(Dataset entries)
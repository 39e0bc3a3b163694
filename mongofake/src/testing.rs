//! Process-wide fake client for test suites.
//!
//! Code that cannot thread a [`Client`] through explicitly can share one here. The
//! slot is empty until [`set_up`] fills it and [`tear_down`] empties it again; every
//! accessor fails with [`MongoFakeError::Configuration`] outside that window.
//!
//! ```ignore
//! use mongofake::{bson::doc, testing};
//!
//! testing::set_up()?;
//! testing::with_test_collection("users", |users| users.insert_one(doc! { "name": "Ann" }))??;
//! testing::tear_down();
//! ```

use parking_lot::{Mutex, MutexGuard, const_mutex};

use mongofake_core::{
    error::{MongoFakeError, MongoFakeResult},
    options::{ClientOptions, DEFAULT_HOST},
};
use mongofake_memory::{Client, Collection, Database};

/// Database every harness helper works in.
pub const TEST_DB_NAME: &str = "mongofake_test_database";

/// Port the harness client claims to be connected to.
pub const TEST_PORT: u16 = 45017;

static TEST_CLIENT: Mutex<Option<Client>> = const_mutex(None);

fn slot() -> MutexGuard<'static, Option<Client>> {
    TEST_CLIENT.lock()
}

fn not_set_up() -> MongoFakeError {
    log::warn!("test harness used before set_up");
    MongoFakeError::Configuration("test harness is not set up".into())
}

/// Installs a fresh client, replacing any previous one and its data.
pub fn set_up() -> MongoFakeResult<()> {
    let options = ClientOptions::builder()
        .host(DEFAULT_HOST)
        .port(TEST_PORT)
        .build();
    let client = Client::connect(options)?;

    log::debug!("test harness set up with {client}");
    *slot() = Some(client);

    Ok(())
}

/// Drops the shared client and all of its data.
pub fn tear_down() {
    if slot().take().is_some() {
        log::debug!("test harness torn down");
    }
}

pub fn is_set_up() -> bool {
    slot().is_some()
}

/// Runs `f` with the shared client.
pub fn with_test_client<R>(f: impl FnOnce(&mut Client) -> R) -> MongoFakeResult<R> {
    let mut guard = slot();
    let client = guard.as_mut().ok_or_else(not_set_up)?;

    Ok(f(client))
}

/// Runs `f` with the [`TEST_DB_NAME`] database of the shared client.
pub fn with_test_database<R>(f: impl FnOnce(&mut Database) -> R) -> MongoFakeResult<R> {
    with_test_client(|client| client.database(TEST_DB_NAME).map(f))?
}

/// Runs `f` with collection `name` of the test database.
pub fn with_test_collection<R>(name: &str, f: impl FnOnce(&mut Collection) -> R) -> MongoFakeResult<R> {
    with_test_database(|database| f(database.collection(name)))
}

/// Drops the test database; returns whether it existed.
pub fn drop_test_database() -> MongoFakeResult<bool> {
    with_test_client(|client| client.drop_database(TEST_DB_NAME))
}
//! Value-level vocabulary of the fake MongoDB driver.
//!
//! This crate holds everything that does not need storage:
//!
//! - **Errors** ([`error`]) - the error taxonomy shared by every layer
//! - **Documents** ([`document`]) - identifier field, key rules, typed and JSON conversion
//! - **Identifiers** ([`oid`]) - deterministic ObjectIds derived from timestamps
//! - **Queries** ([`query`]) - filter parsing, sort keys, find options and the visitor trait
//! - **Updates** ([`update`]) - replacement and `$set` update specifications
//! - **Results** ([`result`]) - driver-shaped write acknowledgements
//! - **Options** ([`options`]) - client options and connection-string parsing
//!
//! The in-memory engine lives in `mongofake-memory`.

#[allow(unused_extern_crates)]
extern crate self as mongofake_core;

pub mod document;
pub mod error;
pub mod oid;
pub mod options;
pub mod query;
pub mod result;
pub mod update;
//! Field projections applied to materialized query results.

use bson::Document;

use mongofake_core::{document::ID_FIELD, error::MongoFakeResult};

use crate::{
    ordered::OrderedStore,
    path::{Lookup, resolve, set_path},
};

/// Ordered set of fields to keep. `_id` is always the first member.
#[derive(Debug, Clone)]
pub struct Projection {
    fields: OrderedStore<bool>,
}

impl Projection {
    pub fn new<I, S>(fields: I) -> Self
    where
        I: IntoIterator<Item = S>,
        S: AsRef<str>,
    {
        let mut set = OrderedStore::new();
        set.set(ID_FIELD, &true);
        for field in fields {
            set.set(field.as_ref(), &true);
        }

        Projection { fields: set }
    }

    pub fn fields(&self) -> impl Iterator<Item = &str> {
        self.fields.keys()
    }

    /// Copies the projected fields of `document` into a new document.
    ///
    /// Dotted fields rebuild the nested documents leading to them; fields the
    /// document lacks are skipped.
    pub fn apply(&self, document: &Document) -> MongoFakeResult<Document> {
        let mut projected = Document::new();

        for field in self.fields.keys() {
            if let Lookup::Found(value) = resolve(document, field) {
                set_path(&mut projected, field, value.into_owned())?;
            }
        }

        Ok(projected)
    }
}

_Work required_:
What is the number of lines in the records that hold "impl"? Give the number by itself.

_Finished exercise_:
5